The 1 side's (Cake) data will be duplicated. If N is a large number, this would results in more data being transferred over the wire. Using the Loader would ensure each model is transferred only once.

The following loads the same data as above, but with two queries:

let cakes: Vec<cake::Model> = Cake::find().all(db).await?;
let fruits: Vec<Vec<fruit::Model>> = cakes.load_many(Fruit, db).await?;

for (cake, fruits) in cakes.into_iter().zip(fruits.into_iter()) { .. }

SELECT "cake"."id", "cake"."name" FROM "cake"
SELECT "fruit"."id", "fruit"."name", "fruit"."cake_id" FROM "fruit" WHERE "fruit"."cake_id" IN (..)

You can even apply filters on the related entity:

let fruits_in_stock: Vec<Vec<fruit::Model>> = cakes.load_many(
    fruit::Entity::find().filter(fruit::Column::Stock.gt(0i32))
    db
).await?;

SELECT "fruit"."id", "fruit"."name", "fruit"."cake_id" FROM "fruit"
WHERE "fruit"."stock" > 0 AND "fruit"."cake_id" IN (..)

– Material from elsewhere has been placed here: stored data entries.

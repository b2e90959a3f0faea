use std::sync::atomic::{AtomicBool, Ordering};

use crate::console::SharedConsole;
use crate::terminal::{separator_line, terminal_width};

/// Human confirmation before anything mutating happens.
///
/// Holding the console lock for the whole prompt keeps concurrent requests
/// from interleaving.
pub struct ApprovalGate {
    auto_approve: AtomicBool,
    console: SharedConsole,
}

impl ApprovalGate {
    pub fn new(console: SharedConsole, auto_approve: bool) -> Self {
        Self {
            auto_approve: AtomicBool::new(auto_approve),
            console,
        }
    }

    pub fn auto_approve(&self) -> bool {
        self.auto_approve.load(Ordering::SeqCst)
    }

    pub fn set_auto_approve(&self, enabled: bool) {
        self.auto_approve.store(enabled, Ordering::SeqCst);
        tracing::info!(enabled, "auto-approve changed");
    }

    pub async fn request(&self, description: &str) -> bool {
        let mut console = self.console.lock().await;

        if self.auto_approve() {
            console.write_line(&format!("[auto-approved] {}", first_line(description)));
            return true;
        }

        let rule = separator_line(terminal_width());
        console.write_line("");
        console.write_line(&rule);
        console.write_line("Approval required:");
        console.write_line(description);
        console.write_line(&rule);

        let approved = match console.prompt("Proceed? (y/n): ").await {
            Ok(Some(answer)) => is_affirmative(&answer),
            Ok(None) => false,
            Err(err) => {
                tracing::warn!(error = %err, "approval prompt read failed");
                false
            }
        };
        console.write_line(if approved { "approved" } else { "denied" });
        tracing::info!(approved, "approval decision");
        approved
    }
}

fn is_affirmative(answer: &str) -> bool {
    matches!(answer.trim().to_ascii_lowercase().as_str(), "y" | "yes")
}

fn first_line(text: &str) -> &str {
    text.lines().next().unwrap_or("")
}

#[cfg(test)]
mod tests {
    use super::*;
    use crate::console::{CaptureBuffer, Console};
    use std::sync::Arc;

    fn gate(input: &'static [u8], auto: bool) -> (ApprovalGate, CaptureBuffer) {
        let capture = CaptureBuffer::new();
        let console = Console::new(input, capture.clone()).shared();
        (ApprovalGate::new(console, auto), capture)
    }

    #[tokio::test]
    async fn test_yes_approves() {
        let (gate, out) = gate(b"y\n", false);
        assert!(gate.request("write_file a.txt").await);
        assert!(out.contents().contains("write_file a.txt"));
    }

    #[tokio::test]
    async fn test_anything_else_denies() {
        let (gate, _) = gate(b"n\nmaybe\n", false);
        assert!(!gate.request("first").await);
        assert!(!gate.request("second").await);
        // EOF
        assert!(!gate.request("third").await);
    }

    #[tokio::test]
    async fn test_auto_approve_skips_read() {
        let (gate, out) = gate(b"", true);
        assert!(gate.request("run_terminal_command\nls").await);
        assert!(out.contents().contains("[auto-approved] run_terminal_command"));
        assert!(!out.contents().contains("Proceed?"));

        gate.set_auto_approve(false);
        assert!(!gate.request("again").await);
    }

    #[tokio::test]
    async fn test_concurrent_prompts_do_not_interleave() {
        let (gate, out) = gate(b"y\nn\n", false);
        let gate = Arc::new(gate);
        let (a, b) = tokio::join!(gate.request("alpha"), gate.request("beta"));
        assert_ne!(a, b);

        let text = out.contents();
        let alpha = text.find("alpha").expect("alpha shown");
        let beta = text.find("beta").expect("beta shown");
        let (first, second) = if alpha < beta { (alpha, beta) } else { (beta, alpha) };
        let between = &text[first..second];
        assert_eq!(between.matches("Proceed?").count(), 1);
    }
}
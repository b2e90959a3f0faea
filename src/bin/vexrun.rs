use anyhow::Result;
use vexrun::config::Config;
use vexrun::session::Session;
use vexrun::{logging, terminal};

#[tokio::main(flavor = "current_thread")]
async fn main() -> Result<()> {
    let config = Config::load()?;
    config.validate()?;

    logging::init(&config.log_dir);
    terminal::install_panic_hook_once();
    tracing::info!(
        working_dir = %config.working_dir.display(),
        log_dir = %config.log_dir.display(),
        "session started"
    );

    let mut session = Session::from_config(&config);
    let result = tokio::select! {
        result = session.run() => result,
        _ = tokio::signal::ctrl_c() => {
            tracing::info!("interrupted");
            Ok(())
        }
    };
    session.shutdown().await;
    terminal::restore();
    tracing::info!("session ended");
    result
}
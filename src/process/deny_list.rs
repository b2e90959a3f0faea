use aho_corasick::{AhoCorasick, AhoCorasickBuilder, MatchKind};
use regex::{Regex, RegexBuilder};

use super::SupervisorError;

/// Substrings that are never allowed to reach a shell.
pub const DANGEROUS_PATTERNS: &[&str] = &[
    "rm -rf",
    "rm -fr",
    "mkfs",
    "format c:",
    "rd /s /q",
    ":(){ :|:& };:",
];

/// Whole words that are never allowed, wherever they appear in the command.
pub const DANGEROUS_WORDS: &[&str] = &["sudo"];

pub struct DenyList {
    patterns: Vec<String>,
    matcher: Option<AhoCorasick>,
    words: Vec<(String, Regex)>,
}

impl DenyList {
    pub fn new<I, S>(patterns: I) -> Self
    where
        I: IntoIterator<Item = S>,
        S: Into<String>,
    {
        let patterns: Vec<String> = patterns
            .into_iter()
            .map(Into::into)
            .filter(|p| !p.is_empty())
            .collect();
        let matcher = AhoCorasickBuilder::new()
            .ascii_case_insensitive(true)
            .match_kind(MatchKind::LeftmostFirst)
            .build(&patterns)
            .ok();
        Self {
            patterns,
            matcher,
            words: Vec::new(),
        }
    }

    /// Also reject `word` when it stands alone (`sudo`, `sudo\tx`, `x;sudo`),
    /// but not inside a longer word (`pseudo`).
    pub fn with_words<I, S>(mut self, words: I) -> Self
    where
        I: IntoIterator<Item = S>,
        S: Into<String>,
    {
        for word in words {
            let word = word.into();
            if word.is_empty() {
                continue;
            }
            let pattern = format!(r"\b{}\b", regex::escape(&word));
            match RegexBuilder::new(&pattern).case_insensitive(true).build() {
                Ok(regex) => self.words.push((word, regex)),
                Err(err) => tracing::warn!(word = %word, error = %err, "deny word skipped"),
            }
        }
        self
    }

    /// The first dangerous pattern found in `command`, if any.
    pub fn find(&self, command: &str) -> Option<&str> {
        let substring = match &self.matcher {
            Some(matcher) => matcher
                .find(command)
                .map(|m| self.patterns[m.pattern().as_usize()].as_str()),
            None => {
                let lowered = command.to_ascii_lowercase();
                self.patterns
                    .iter()
                    .find(|p| lowered.contains(&p.to_ascii_lowercase()))
                    .map(String::as_str)
            }
        };
        substring.or_else(|| {
            self.words
                .iter()
                .find(|(_, regex)| regex.is_match(command))
                .map(|(word, _)| word.as_str())
        })
    }

    pub fn check(&self, command: &str) -> Result<(), SupervisorError> {
        match self.find(command) {
            Some(pattern) => Err(SupervisorError::BlockedCommand {
                pattern: pattern.to_string(),
            }),
            None => Ok(()),
        }
    }
}

impl Default for DenyList {
    fn default() -> Self {
        Self::new(DANGEROUS_PATTERNS.iter().copied()).with_words(DANGEROUS_WORDS.iter().copied())
    }
}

To learn more, read the relation docs.

Transaction Isolation Level and Access Mode​

[#1230] The transaction_with_config and begin_with_config allows you to specify the IsolationLevel and AccessMode.

For now, they are only implemented for MySQL and Postgres. In order to align their semantic difference, MySQL will execute SET TRANSACTION commands before begin transaction, while Postgres will execute SET TRANSACTION commands after begin transaction.

db.transaction_with_config::<_, _, DbErr>(
    |txn| { ... },
    Some(IsolationLevel::ReadCommitted),
    Some(AccessMode::ReadOnly),
)
.await?;

let transaction = db
    .begin_with_config(IsolationLevel::ReadCommitted, AccessMode::ReadOnly)
    .await?;

To learn more, read the transaction docs.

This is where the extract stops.